Catalogue of Horrors. As a youth, Hildebrandt fought against the Nazis, spent 17 months as a prisoner of the
Gestapo. Many Germans, he realized even then, shared passively in Nazi guilt by shutting their eyes to evil or by keeping silent about it. After the war, as he heard of the new wave of totalitarian terror sweeping the Soviet zone, he decided that "silence is suicide." For months he begged refugees from Soviet-zone concentration camps to stand up and tell their story. Last winter he found one man and one woman who were willing to take the risk. With them, he staged a deeply impressive public meeting. Out of it emerged his organization, the Kampfgruppe gegen Unmenschlichkeit (Fighters Against Inhumanity).

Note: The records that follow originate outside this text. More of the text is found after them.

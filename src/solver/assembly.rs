//! Matrix assembly: applying component stamps to the MNA system.
//!
//! Conductance stamps accumulate, so any change to one of them (a diode
//! re-linearization) needs a zeroed system and a full pass. Source and
//! reactive rows are assignments and can be refreshed in place.

use crate::circuit::Circuit;
use crate::components::Component;

use super::mna::MnaMatrix;

/// Stamp every component once into the system.
pub fn stamp_all(circuit: &Circuit, matrix: &mut MnaMatrix) {
    for component in &circuit.components {
        component.stamp(matrix);
    }
}

/// Zero the matrix and RHS, then stamp every component.
pub fn restamp(circuit: &Circuit, matrix: &mut MnaMatrix) {
    matrix.clear();
    stamp_all(circuit, matrix);
}

/// Set every audio-driven voltage source to `voltage`.
pub fn drive_sources(circuit: &mut Circuit, voltage: f64) {
    for &idx in &circuit.roles.external_sources {
        if let Component::VoltageSource(v) = &mut circuit.components[idx] {
            v.set_voltage(voltage);
        }
    }
}

/// Refresh reactive companion voltages from the last solution.
pub fn update_companions(circuit: &mut Circuit, matrix: &MnaMatrix) {
    for &idx in &circuit.roles.reactive {
        circuit.components[idx].update_companion(matrix);
    }
}

/// Re-assign the rows that change from sample to sample on a linear circuit.
///
/// Only the external source and reactive rows are written. Their matrix
/// coefficients are unchanged, so the cached factorization stays valid.
pub fn stamp_dynamic_rows(circuit: &Circuit, matrix: &mut MnaMatrix) {
    let roles = &circuit.roles;
    for &idx in roles.external_sources.iter().chain(&roles.reactive) {
        circuit.components[idx].stamp(matrix);
    }
}

/// Recompute companion resistances for time step `ts`.
pub fn set_time_step(circuit: &mut Circuit, ts: f64) {
    for &idx in &circuit.roles.reactive {
        circuit.components[idx].set_time_step(ts);
    }
}

/// Re-linearize every diode around the voltage in the current solution.
pub fn linearize_diodes(circuit: &mut Circuit, matrix: &MnaMatrix) {
    for &idx in &circuit.roles.diodes {
        if let Component::Diode(d) = &mut circuit.components[idx] {
            d.update(matrix);
        }
    }
}

/// Update every probe reading and return the output tap (first probe).
pub fn read_probes(circuit: &mut Circuit, matrix: &MnaMatrix) -> f64 {
    let mut output = None;
    for &idx in &circuit.roles.probes {
        if let Component::VoltageProbe(p) = &mut circuit.components[idx] {
            let v = p.read(matrix);
            if output.is_none() {
                output = Some(v);
            }
        }
    }
    output.unwrap_or(0.0)
}

#[cfg(test)]
mod tests {
    use super::*;
    use crate::dsl::parse;
    use approx::assert_relative_eq;

    fn circuit(src: &str) -> Circuit {
        Circuit::from_ast(&parse(src).unwrap()).unwrap()
    }

    fn system(circuit: &Circuit) -> MnaMatrix {
        MnaMatrix::new(circuit.num_nodes, circuit.num_aux)
    }

    #[test]
    fn test_restamp_is_idempotent() {
        let c = circuit("Vi 1 0 0\nR 1 2 1k\nR 2 0 1k\nI 0 2 1m\nVo 2 0 0");
        let mut m = system(&c);
        restamp(&c, &mut m);
        let (a, b) = (m.a.clone(), m.b.clone());

        // A second pass without zeroing doubles the additive entries
        stamp_all(&c, &mut m);
        assert_relative_eq!(m.get(2, 2), 2.0 * a[2 * m.size + 2]);

        restamp(&c, &mut m);
        assert_eq!(m.a, a);
        assert_eq!(m.b, b);
    }

    #[test]
    fn test_dynamic_rows_leave_matrix_unchanged() {
        let mut c = circuit("Vi 1 0 0\nR 1 2 1k\nC 2 0 1u\nV 3 0 9\nR 3 2 10k\nVo 2 0 0");
        set_time_step(&mut c, 1.0 / 48000.0);
        let mut m = system(&c);
        restamp(&c, &mut m);
        let a = m.a.clone();

        drive_sources(&mut c, 0.5);
        m.x[2] = 0.1;
        update_companions(&mut c, &m);
        stamp_dynamic_rows(&c, &mut m);

        assert_eq!(m.a, a);
        // Vi owns aux 0, C aux 1, V aux 2
        assert_eq!(m.b[m.num_nodes], 0.5);
        assert_relative_eq!(m.b[m.num_nodes + 1], 0.1);
        assert_eq!(m.b[m.num_nodes + 2], 9.0);
    }

    #[test]
    fn test_only_external_sources_are_driven() {
        let mut c = circuit("Vi 1 0 0\nV 2 0 9\nR 1 2 1k\nVo 2 0 0");
        drive_sources(&mut c, -0.25);
        let voltages: Vec<f64> = c
            .roles
            .voltage_sources
            .iter()
            .filter_map(|&idx| match &c.components[idx] {
                Component::VoltageSource(v) => Some(v.voltage),
                _ => None,
            })
            .collect();
        assert_eq!(voltages, vec![-0.25, 9.0]);
    }

    #[test]
    fn test_first_probe_is_output() {
        let mut c = circuit("Vi 1 0 0\nR 1 2 1k\nR 2 0 1k\nVo 2 0 0\nVo 1 0 0");
        let mut m = system(&c);
        m.x[1] = 1.0;
        m.x[2] = 0.5;
        assert_eq!(read_probes(&mut c, &m), 0.5);
        match &c.components[4] {
            Component::VoltageProbe(p) => assert_eq!(p.voltage, 1.0),
            other => panic!("expected probe, got {:?}", other),
        }
    }
}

Staffed by a few volunteers, the Kampfgruppe set up shop in Hildebrandt's home. Daily 40 to 60 visitors came to contribute their knowledge of Communist inhumanity. The Kampfgruppe released to the press detailed accounts of life and suffering in Communist concentration camps. The catalogue of horrors soon served another purpose. From inmates who were released or had escaped, Hildebrandt obtained names of people who had died or were still held in Soviet-zone prisons, tried to inform their relatives.
Hildebrandt now has a card index of 12,000 of the estimated quarter-million men, women & children who have "disappeared" in eastern Germany since 1945. In another file he keeps 7,000 requests for information on people who have "disappeared."
Confidence & Conviction. Berlin's Western Military Government officials, who first dubbed Hildebrandt a "madman and fanatic," now call him "one of the few people around here who really does something." Communists curse the Kampfgruppe as an "Anglo-American espionage center," occasionally send their agents to try to gain Hildebrandt's confidence.
Hildebrandt's eyes shine with confidence and conviction: "The Russians throw everyone they suspect into a concentration camp. We don't need to do that. As long as we know the enemy, we are not worried. Our side is stronger. Eventually, the Russians will see they can get nothing more from Germany but trouble. They will go. Until then, we will fight them. Not with sabotage--the Soviet system sabotages itself--but with the collection and spread of information, with passive resistance, with the 'F for Freedom.' If you are against inhumanity, you must fight it."